National healthy life expectancy at birth

CCGs aim to ensure a fair distribution of health care resources for their residents. Therefore to assess the CCGs commissioning performance, certain trusted markers are needed to monitor whether commissioned services meet the needs of the population. For this purpose, HLE at birth can be used as one such indicator both to assess need and to judge the impact of health care services on local health improvement at local level over time. .

Figure 1 shows the cross comparison between LE and HLE for males and females in England. These national figures provide a benchmark for other NHS Clinical Commissioning Groups to compare themselves with.

Figure 1: Life expectancy and Healthy Life Expectancy at birth for males and females in England, 2010-2012

Figure 1: Life expectancy and Healthy Life Expectancy at birth for males and females in England, 2010-2012

Source: Census - Office for National Statistics

These results show that LE for males in England is estimated to be 79.2 years, while HLE is only 63.5 years, therefore it is expected that 15.7 years will be spent in ‘Not Good’ health. Females in England have a higher LE than males, of 83.0 years; however, 18.2 years is estimated to be spent in ‘Not Good’ health.
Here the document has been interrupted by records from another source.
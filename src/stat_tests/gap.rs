// Copyright 2025 N. Dornseif
//
// Dual-licensed under Apache 2.0 and MIT terms.

//! Knuth's gap test, good at catching lagged Fibonacci generators.

use log::{info, warn};

use super::TestResult;
use crate::generator::GeneratorState;
use crate::stats::{chi2_cdf, chi2_pvalue};

/// Minimal expected count of the last regular bin.
const EI_MIN: f64 = 10.0;
/// A gap longer than `PROBE_FACTOR / p` draws is treated as a generator
/// that cannot reach the interval at all.
const PROBE_FACTOR: u64 = 1000;

#[derive(Debug, Clone, PartialEq)]
pub struct GapOptions {
    /// The interval is `[0, 2^(nbits - shl))`, hit with probability `2^-shl`.
    pub shl: u32,
    pub ngaps: u64,
}

/// Number of regular bins for geometrically distributed observations with
/// success probability `p` so the last one still expects `EI_MIN` counts.
pub(crate) fn geometric_nbins(p: f64, nobs: u64) -> usize {
    let nbins = ((EI_MIN / (nobs as f64 * p)).ln() / (1.0 - p).ln()).floor();
    if nbins.is_finite() && nbins >= 1.0 {
        nbins as usize
    } else {
        1
    }
}

/// Chi-square statistic of gap lengths against `p (1 - p)^k`. The last
/// element of `oi` is the overflow bin for all lengths `>= oi.len() - 1`.
/// Returns the statistic and its degrees of freedom.
pub(crate) fn geometric_chi2(oi: &[u64], p: f64, nobs: u64) -> (f64, u64) {
    let nbins = oi.len() - 1;
    let nobs = nobs as f64;
    let mut tail = 1.0;
    let mut chi2 = 0.0;
    for &o in &oi[..nbins] {
        let ei = nobs * p * tail;
        chi2 += (o as f64 - ei).powi(2) / ei;
        tail *= 1.0 - p;
    }
    let ei = nobs * tail;
    chi2 += (oi[nbins] as f64 - ei).powi(2) / ei;
    (chi2, nbins as u64)
}

/// Draws until a value below `beta` shows up, returns the number of misses.
fn next_gap(state: &mut GeneratorState, beta: u64, max_len: u64) -> Option<u64> {
    let mut len = 0;
    while state.next() >= beta {
        len += 1;
        if len > max_len {
            return None;
        }
    }
    Some(len)
}

pub fn gap_test(state: &mut GeneratorState, opts: &GapOptions) -> TestResult {
    assert!(
        opts.shl >= 1 && opts.shl < state.nbits(),
        "gap test: shl = {} out of range",
        opts.shl
    );
    let p = 1.0 / (1u64 << opts.shl) as f64;
    let beta = 1u64 << (state.nbits() - opts.shl);
    let max_len = PROBE_FACTOR << opts.shl;
    let nbins = geometric_nbins(p, opts.ngaps);
    info!("Gap test");
    info!("  alpha = 0.0; beta = {}; shl = {};", p, opts.shl);
    info!("  ngaps = {}; nbins = {}", opts.ngaps, nbins);
    if next_gap(state, beta, max_len).is_none() {
        warn!(
            "  generator never hit [0, 2^{}) within {} draws",
            state.nbits() - opts.shl,
            max_len
        );
        return TestResult::degenerate("gap");
    }
    let mut oi = vec![0u64; nbins + 1];
    let mut nvalues: u64 = 0;
    for _ in 0..opts.ngaps {
        match next_gap(state, beta, max_len) {
            Some(len) => {
                nvalues += len + 1;
                oi[(len as usize).min(nbins)] += 1;
            }
            None => {
                warn!("  gap longer than {} draws", max_len);
                return TestResult::degenerate("gap");
            }
        }
    }
    let (x, df) = geometric_chi2(&oi, p, opts.ngaps);
    let result = TestResult::new("gap", x, chi2_pvalue(x, df), chi2_cdf(x, df));
    info!(
        "  Values processed: {} (2^{:.1})",
        nvalues,
        (nvalues as f64).log2()
    );
    info!("  x = {}; p = {}", result.statistic, result.p_value);
    result
}

#[cfg(test)]
mod tests {
    use super::*;
    use crate::generator::native_state;
    use crate::rngs;

    #[test]
    fn nbins_formula() {
        // ln(10 / (1e7 / 512)) / ln(1 - 1/512)
        assert_eq!(geometric_nbins(1.0 / 512.0, 10_000_000), 3875);
        assert_eq!(geometric_nbins(0.5, 1), 1);
    }

    #[test]
    fn exact_geometric_counts_give_small_chi2() {
        let p = 0.5;
        let oi = [500u64, 250, 125, 125];
        let (x, df) = geometric_chi2(&oi, p, 1000);
        assert_eq!(df, 3);
        assert!(x.abs() < 1e-12);
    }

    #[test]
    fn good_generator_passes() {
        let mut state = native_state::<rngs::ReferenceRand>(3, 64);
        let r = gap_test(&mut state, &GapOptions { shl: 4, ngaps: 100_000 });
        assert!((r.p_value + r.complement - 1.0).abs() < 1e-9);
        assert!(r.extremeness() > 1e-7, "{r:?}");
    }

    #[test]
    fn generator_missing_the_interval_is_degenerate() {
        let mut state = native_state::<rngs::testgens::OnlyOne>(0, 64);
        let r = gap_test(&mut state, &GapOptions { shl: 4, ngaps: 1000 });
        assert!(r.statistic.is_nan());
        assert!(r.p_value <= 1e-14);
    }
}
Even though females are estimated to have more life years in ‘Good’ health than males, males are estimated to spend a greater proportion of their lives in ‘Good’ health (80.2%) than females (78.0%) in England.

NHS Clinical Commissioning Groups (CCGs) HLE at birth

Table 1 (males) and table 2 (females) show the top and bottom ten CCGs ranked by Healthy Life Expectancy (HLE) at birth in England. Life expectancy (LE) and the proportion of life spent in ‘Good’ health are also shown for each area.

The CCGs which were ranked in the top ten, with the highest HLE estimates were the same for both males and females. These CCGs were located near the Local Authorities which experienced the lowest level of deprivation; located mainly in the commuter belts of Hampshire, Surrey, Windsor and Horsham and having extensive rural and semi-rural populations. In these top CCGs for male HLE, there was little inequality (ranging from 70.3 years in NHS Guildford and Waverley to 68.3 years in NHS West Hampshire); females had slightly higher HLE ranging from, 71.3 years in NHS Guildford and Waverley to 69.6 years in NHS North East Hampshire and Farnham.

CCGs appearing in the top and bottom ten showed a clear North-South divide. CCGs around the South of England had HLE above the national average (Table 1,2), while the bottom ten CCGs had HLE significantly lower than England, and consisted of areas where the level of deprivation was on average higher; for example, the North of England, the Midlands and some ethnically diverse parts of east London.

The inequality in HLE between the top and bottom ten CCGs was markedly larger than for LE for both genders; the gap was larger for females at 19.7 years, compared with 17.8 years for males. In contrast in LE; the gap between CCGs is larger for males at 9.1 years, compared with 6.5 years for females.

NHS Bradford City had the lowest HLE estimates at 52.5 years for males and 51.6 years for females, followed by NHS North Manchester (HLE of 53.8 years for males and 55.2 years for females). The gap between these two CCGs showed that females from NHS North Manchester are expected to live an extra 3.6 years in ‘Good’ health than the females from NHS Bradford City. This shows that inequality is not limited to the north/south divide but it also exists between some closely ranked CCGs in the bottom ten, but not in the top ten where HLE is more uniform.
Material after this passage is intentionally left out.